# WORK ITEM
Could you filter the records below down to the lines that include the word "never"?

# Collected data
* * *

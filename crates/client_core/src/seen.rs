use std::{collections::HashMap, time::Duration};

use chrono::Utc;
use shared::domain::{Message, MessageId, ProfileId, SeenRecord};
use tokio::time::Instant;

#[derive(Debug, Clone, Copy, PartialEq, Eq)]
pub enum VisibilityChange {
    Entered,
    Unchanged,
    Left,
}

/// Decides which rendered messages count as seen by the viewer, and makes sure each one is
/// acknowledged at most once while the conversation stays open.
pub struct SeenTracker {
    viewer: ProfileId,
    visible_fraction: f32,
    dwell: Duration,
    visible_since: HashMap<MessageId, Instant>,
    acknowledged: HashMap<MessageId, SeenRecord>,
}

impl SeenTracker {
    pub fn new(viewer: ProfileId, visible_fraction: f32, dwell: Duration) -> Self {
        Self {
            viewer,
            visible_fraction: visible_fraction.clamp(0.0, 1.0),
            dwell,
            visible_since: HashMap::new(),
            acknowledged: HashMap::new(),
        }
    }

    pub fn dwell(&self) -> Duration {
        self.dwell
    }

    /// Records the rendered fraction of `id` currently inside the viewport.
    pub fn observe(&mut self, id: &MessageId, fraction: f32, now: Instant) -> VisibilityChange {
        let visible = fraction >= self.visible_fraction && fraction > 0.0;
        match (visible, self.visible_since.contains_key(id)) {
            (true, false) => {
                self.visible_since.insert(id.clone(), now);
                VisibilityChange::Entered
            }
            (false, true) => {
                self.visible_since.remove(id);
                VisibilityChange::Left
            }
            _ => VisibilityChange::Unchanged,
        }
    }

    /// True once `id` has stayed visible for the whole dwell time without leaving.
    pub fn dwell_elapsed(&self, id: &MessageId, now: Instant) -> bool {
        self.visible_since
            .get(id)
            .is_some_and(|since| now.saturating_duration_since(*since) >= self.dwell)
    }

    pub fn is_eligible(&self, message: &Message) -> bool {
        message.sender_id != self.viewer
            && !message.seen
            && !message.id.is_provisional()
            && !self.acknowledged.contains_key(&message.id)
    }

    /// Marks `message` acknowledged if it qualifies right now. A returned record obliges the
    /// caller to send exactly one receipt; the id never qualifies again until [`reset`].
    ///
    /// [`reset`]: SeenTracker::reset
    pub fn claim(&mut self, message: &Message, now: Instant) -> Option<SeenRecord> {
        if !self.is_eligible(message) || !self.dwell_elapsed(&message.id, now) {
            return None;
        }
        self.visible_since.remove(&message.id);
        let record = SeenRecord {
            message_id: message.id.clone(),
            observed_by: self.viewer.clone(),
            observed_at: Utc::now(),
        };
        self.acknowledged.insert(message.id.clone(), record.clone());
        Some(record)
    }

    pub fn is_acknowledged(&self, id: &MessageId) -> bool {
        self.acknowledged.contains_key(id)
    }

    pub fn record(&self, id: &MessageId) -> Option<&SeenRecord> {
        self.acknowledged.get(id)
    }

    pub fn reset(&mut self) {
        self.visible_since.clear();
        self.acknowledged.clear();
    }
}
use shared::error::ApiError;
use thiserror::Error;

/// Rejections raised before any network call. They never mutate the timeline.
#[derive(Debug, Clone, PartialEq, Eq, Error)]
pub enum ValidationError {
    #[error("message has neither text nor attachment")]
    EmptyMessage,
    #[error("attachment is {size} bytes; the limit is {limit} bytes")]
    AttachmentTooLarge { size: u64, limit: u64 },
    #[error("attachment type {0} is not supported; use an image (JPG, PNG, GIF, WEBP) or PDF")]
    UnsupportedAttachmentType(String),
}

#[derive(Debug, Error)]
pub enum TransportError {
    #[error("push transport negotiation failed over {transport}: {reason}")]
    Negotiation {
        transport: &'static str,
        reason: String,
    },
    #[error("push transport closed")]
    Closed,
    #[error("push transport gave up after {attempts} reconnect attempts")]
    Exhausted { attempts: u32 },
}

#[derive(Debug, Error)]
pub enum SyncError {
    #[error(transparent)]
    Validation(#[from] ValidationError),
    #[error("network request failed: {0}")]
    Network(#[from] reqwest::Error),
    #[error("server rejected request: {0}")]
    Api(#[from] ApiError),
    #[error(transparent)]
    Transport(#[from] TransportError),
    #[error("invalid server payload: {0}")]
    Decode(#[from] serde_json::Error),
    #[error("server accepted the message but returned no record")]
    MissingConfirmation,
    #[error("no conversation is active")]
    NoActiveConversation,
    #[error("conversation {0} is local-only and never reaches the network")]
    LocalOnlyConversation(String),
}

impl SyncError {
    /// True for failures of a single network operation; the timeline stays consistent.
    pub fn is_transient(&self) -> bool {
        matches!(
            self,
            Self::Network(_) | Self::Api(_) | Self::Transport(_) | Self::MissingConfirmation
        )
    }
}

pub type SyncResult<T> = std::result::Result<T, SyncError>;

* * *

# TASK RESULT
    /// caller to send exactly one receipt; the id never qualifies again until [`reset`].
/// Rejections raised before any network call. They never mutate the timeline.
    #[error("conversation {0} is local-only and never reaches the network")]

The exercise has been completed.